No Apple, not you too. Really, no. You were supposed to be the good ones, the ones we user experience folks turned to when all around was chaos and disarray. Arguably, you were the company where user experience as a practice was born (all hail Don Norman). And now this.
My recent experience with you, Apple, has lost me the last little bit of UX innocence I had left. I am disappointed in the way that only an 8 year old boy discovering that Santa is not real can understand.** I am heartbroken.
Such an easy thing to go wrong. Upgrade to the new Mountain Lion OSX. How do you do that? Well, through the App store on the Mac, obviously. Really?

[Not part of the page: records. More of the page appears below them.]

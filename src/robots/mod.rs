//! Robots.txt handling module
//!
//! This module fetches a site's robots.txt, exposes its `Sitemap:` directives
//! to sitemap discovery and, when enabled, its Allow/Disallow rules to the
//! crawl loop.

mod parser;

pub use parser::ParsedRobots;

use crate::crawler::{FetchResult, Fetcher};
use crate::url::origin_of;
use tracing::debug;
use url::Url;

/// Fetches `{origin}/robots.txt` for the site `base` belongs to
///
/// # Returns
///
/// * `Some(String)` - The file content (HTTP 200)
/// * `None` - Any other status or a network failure
pub async fn fetch_robots_txt(fetcher: &Fetcher, base: &Url) -> Option<String> {
    let robots_url = format!("{}/robots.txt", origin_of(base)?);

    match fetcher.fetch_robots(&robots_url).await {
        FetchResult::Success {
            status_code: 200,
            body,
            ..
        } => Some(body),
        FetchResult::Success { status_code, .. } => {
            debug!("No robots.txt at {} (HTTP {})", robots_url, status_code);
            None
        }
        FetchResult::Failed { error, .. } => {
            debug!("Failed to fetch {}: {}", robots_url, error);
            None
        }
    }
}

/// Loads the robots.txt rules for a site
///
/// A missing or unreachable robots.txt allows everything.
pub async fn load_robots(fetcher: &Fetcher, base: &Url) -> ParsedRobots {
    match fetch_robots_txt(fetcher, base).await {
        Some(content) => ParsedRobots::from_content(&content),
        None => ParsedRobots::allow_all(),
    }
}

/// Sitemap URLs advertised by a site's robots.txt
///
/// Each `Sitemap:` value is resolved against `base_url`; values that cannot
/// be resolved are discarded.
///
/// # Arguments
///
/// * `fetcher` - HTTP boundary
/// * `base_url` - Any URL on the site
///
/// # Returns
///
/// Absolute sitemap URLs in file order, empty when robots.txt is unavailable
pub async fn robots_sitemaps(fetcher: &Fetcher, base_url: &str) -> Vec<String> {
    let base = match Url::parse(base_url) {
        Ok(base) => base,
        Err(_) => return Vec::new(),
    };

    match fetch_robots_txt(fetcher, &base).await {
        Some(content) => resolve_sitemaps(&ParsedRobots::from_content(&content), &base),
        None => Vec::new(),
    }
}

fn resolve_sitemaps(robots: &ParsedRobots, base: &Url) -> Vec<String> {
    robots
        .sitemaps()
        .iter()
        .filter_map(|value| base.join(value).ok())
        .map(|url| url.to_string())
        .collect()
}

/// Checks if a URL is allowed by robots.txt
pub fn is_allowed(robots: &ParsedRobots, url: &str, user_agent: &str) -> bool {
    robots.is_allowed(url, user_agent)
}
//! HTML parser for extracting links and metadata
//!
//! This module handles parsing HTML content to extract:
//! - Links to follow (from <a> tags and canonical links)
//! - SEO metadata: title, meta tags, OpenGraph, headings, JSON-LD
//! - Link and image statistics

use crate::url::normalize_url;
use scraper::{ElementRef, Html, Selector};
use serde::{Deserialize, Serialize};
use serde_json::Value;
use std::collections::HashSet;
use url::Url;

/// Metadata extracted from an HTML page at fetch time
#[derive(Debug, Clone, Default, PartialEq, Serialize, Deserialize)]
#[serde(default)]
pub struct PageMetadata {
    pub title: Option<String>,
    pub description: Option<String>,
    pub keywords: Option<String>,
    /// Absolute canonical URL
    pub canonical: Option<String>,
    /// Content of `<meta name="robots">`
    pub robots: Option<String>,
    pub og_title: Option<String>,
    pub og_description: Option<String>,
    pub og_image: Option<String>,
    pub h1: Vec<String>,
    pub h2: Vec<String>,
    pub h3: Vec<String>,
    /// Parsed JSON-LD blocks; blocks that fail to parse are skipped
    pub structured_data: Vec<Value>,
    /// Links to the page's own host
    pub internal_links: usize,
    /// Links to any other host
    pub external_links: usize,
    pub image_count: usize,
    /// Images with a non-empty alt attribute
    pub images_with_alt: usize,
    /// Length of the HTML document in bytes
    pub content_length: usize,
    /// Normalized outgoing links, resolved against the URL the page was
    /// served from; filled in by the page fetcher
    pub links: Vec<String>,
}

/// Extracted information from an HTML page
#[derive(Debug, Clone)]
pub struct ParsedPage {
    pub metadata: PageMetadata,

    /// Normalized, deduplicated absolute links in document order
    pub links: Vec<String>,
}

fn selector(css: &str) -> Option<Selector> {
    Selector::parse(css).ok()
}

/// Parses HTML content and extracts links and metadata
///
/// # Link Extraction Rules
///
/// **Include:**
/// - `<a href="...">` tags
/// - `<link rel="canonical" href="...">`
///
/// **Exclude:**
/// - `<a href="..." download>`
/// - `javascript:`, `mailto:`, `tel:` links
/// - Data URIs and fragment-only links
/// - Anything that does not resolve to http(s)
///
/// # Arguments
///
/// * `html` - The HTML content to parse
/// * `base_url` - The page URL, for resolving relative links
///
/// # Example
///
/// ```
/// use site_crawler::crawler::parse_html;
/// use url::Url;
///
/// let html = r#"<html><head><title>Test</title></head><body><a href="/page/">Link</a></body></html>"#;
/// let base_url = Url::parse("https://example.com/").unwrap();
/// let parsed = parse_html(html, &base_url);
/// assert_eq!(parsed.metadata.title, Some("Test".to_string()));
/// assert_eq!(parsed.links, vec!["https://example.com/page"]);
/// ```
pub fn parse_html(html: &str, base_url: &Url) -> ParsedPage {
    let document = Html::parse_document(html);

    let mut metadata = PageMetadata {
        title: extract_title(&document),
        h1: heading_texts(&document, "h1"),
        h2: heading_texts(&document, "h2"),
        h3: heading_texts(&document, "h3"),
        structured_data: extract_json_ld(&document),
        canonical: extract_canonical(&document, base_url),
        content_length: html.len(),
        ..Default::default()
    };

    apply_meta_tags(&document, &mut metadata);
    count_images(&document, &mut metadata);

    let anchors = anchor_links(&document, base_url);
    let base_host = base_url.host_str().map(|h| h.to_ascii_lowercase());
    for link in &anchors {
        let host = link.host_str().map(|h| h.to_ascii_lowercase());
        if host.is_some() && host == base_host {
            metadata.internal_links += 1;
        } else {
            metadata.external_links += 1;
        }
    }

    let mut seen = HashSet::new();
    let links: Vec<String> = anchors
        .iter()
        .map(|url| url.as_str())
        .chain(metadata.canonical.as_deref())
        .map(normalize_url)
        .filter(|url| seen.insert(url.clone()))
        .collect();

    ParsedPage { metadata, links }
}

/// Extracts metadata only
pub fn extract_metadata(html: &str, base_url: &Url) -> PageMetadata {
    parse_html(html, base_url).metadata
}

/// Extracts the normalized absolute links of a page, canonical included
pub fn extract_urls(html: &str, base_url: &Url) -> Vec<String> {
    parse_html(html, base_url).links
}

/// Extracts the page title from the HTML document
fn extract_title(document: &Html) -> Option<String> {
    let title_selector = selector("title")?;

    document
        .select(&title_selector)
        .next()
        .map(|element| collapse_whitespace(&element_text(element)))
        .filter(|s| !s.is_empty())
}

fn extract_canonical(document: &Html, base_url: &Url) -> Option<String> {
    let canonical_selector = selector("link[rel='canonical'][href]")?;

    document
        .select(&canonical_selector)
        .filter_map(|element| element.value().attr("href"))
        .find_map(|href| resolve_link(href, base_url))
        .map(|url| url.to_string())
}

/// Fills the fields carried by `<meta>` tags
///
/// Names and properties are matched case-insensitively; the first
/// non-empty occurrence wins.
fn apply_meta_tags(document: &Html, metadata: &mut PageMetadata) {
    let Some(meta_selector) = selector("meta[content]") else {
        return;
    };

    for element in document.select(&meta_selector) {
        let attrs = element.value();
        let Some(content) = attrs.attr("content").map(str::trim).filter(|c| !c.is_empty()) else {
            continue;
        };
        let key = attrs
            .attr("name")
            .or_else(|| attrs.attr("property"))
            .unwrap_or("")
            .trim()
            .to_ascii_lowercase();

        let slot = match key.as_str() {
            "description" => &mut metadata.description,
            "keywords" => &mut metadata.keywords,
            "robots" => &mut metadata.robots,
            "og:title" => &mut metadata.og_title,
            "og:description" => &mut metadata.og_description,
            "og:image" => &mut metadata.og_image,
            _ => continue,
        };
        if slot.is_none() {
            *slot = Some(content.to_string());
        }
    }
}

fn heading_texts(document: &Html, tag: &str) -> Vec<String> {
    let Some(heading_selector) = selector(tag) else {
        return Vec::new();
    };

    document
        .select(&heading_selector)
        .map(|element| collapse_whitespace(&element_text(element)))
        .filter(|text| !text.is_empty())
        .collect()
}

fn extract_json_ld(document: &Html) -> Vec<Value> {
    let Some(script_selector) = selector("script[type='application/ld+json']") else {
        return Vec::new();
    };

    document
        .select(&script_selector)
        .filter_map(|element| serde_json::from_str::<Value>(element_text(element).trim()).ok())
        .collect()
}

fn count_images(document: &Html, metadata: &mut PageMetadata) {
    let Some(img_selector) = selector("img") else {
        return;
    };

    for element in document.select(&img_selector) {
        metadata.image_count += 1;
        if element
            .value()
            .attr("alt")
            .is_some_and(|alt| !alt.trim().is_empty())
        {
            metadata.images_with_alt += 1;
        }
    }
}

/// Resolved targets of every followable `<a href>`
fn anchor_links(document: &Html, base_url: &Url) -> Vec<Url> {
    let Some(a_selector) = selector("a[href]") else {
        return Vec::new();
    };

    document
        .select(&a_selector)
        .filter(|element| element.value().attr("download").is_none())
        .filter_map(|element| element.value().attr("href"))
        .filter_map(|href| resolve_link(href, base_url))
        .collect()
}

/// Resolves a link href to an absolute URL and validates it
///
/// Returns None if the link should be excluded:
/// - javascript:, mailto:, tel: schemes
/// - data: URIs
/// - Fragment-only links
/// - Invalid URLs
/// - Non-HTTP(S) URLs after resolution
fn resolve_link(href: &str, base_url: &Url) -> Option<Url> {
    let href = href.trim();

    if href.is_empty() || href.starts_with('#') {
        return None;
    }

    let lower = href.to_ascii_lowercase();
    if lower.starts_with("javascript:")
        || lower.starts_with("mailto:")
        || lower.starts_with("tel:")
        || lower.starts_with("data:")
    {
        return None;
    }

    let absolute_url = base_url.join(href).ok()?;
    if absolute_url.scheme() == "http" || absolute_url.scheme() == "https" {
        Some(absolute_url)
    } else {
        None
    }
}

fn element_text(element: ElementRef<'_>) -> String {
    element.text().collect::<String>()
}

fn collapse_whitespace(text: &str) -> String {
    text.split_whitespace().collect::<Vec<_>>().join(" ")
}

Why not a direct download, or automatic upgrade like every other computing platform? Or maybe even through the automatic software updates feature on the Mac? That would be too easy. Where’s the mystery in that? Where’s the excitement?
So I open the Mac App store (for the first time in my many years of Mac ownership, mind you) to upgrade my MacBook to the latest OSX. I know there’s a fee, so I have asked and been granted this as an office expense. Extensive paperwork has been filled out to purchase this upgrade. I am ready.
No Apple ID on this computer. Ok, no problem. I’ll create one.
First hurdle: security questions. I look at the list. I don’t know the answers to any of these things… certainly not with the kind of certainty one would need when something has gone wrong and I need to remember the answers correctly. I must be getting old, but I can’t remember the name of my first pet (it could have been one of at least four, but who knows which came first?), the first dish I learned how to cook (is “tea” a dish?), or where I flew the first time I was on an airplane (I can barely remember the last place I flew on an airplane, let alone the first).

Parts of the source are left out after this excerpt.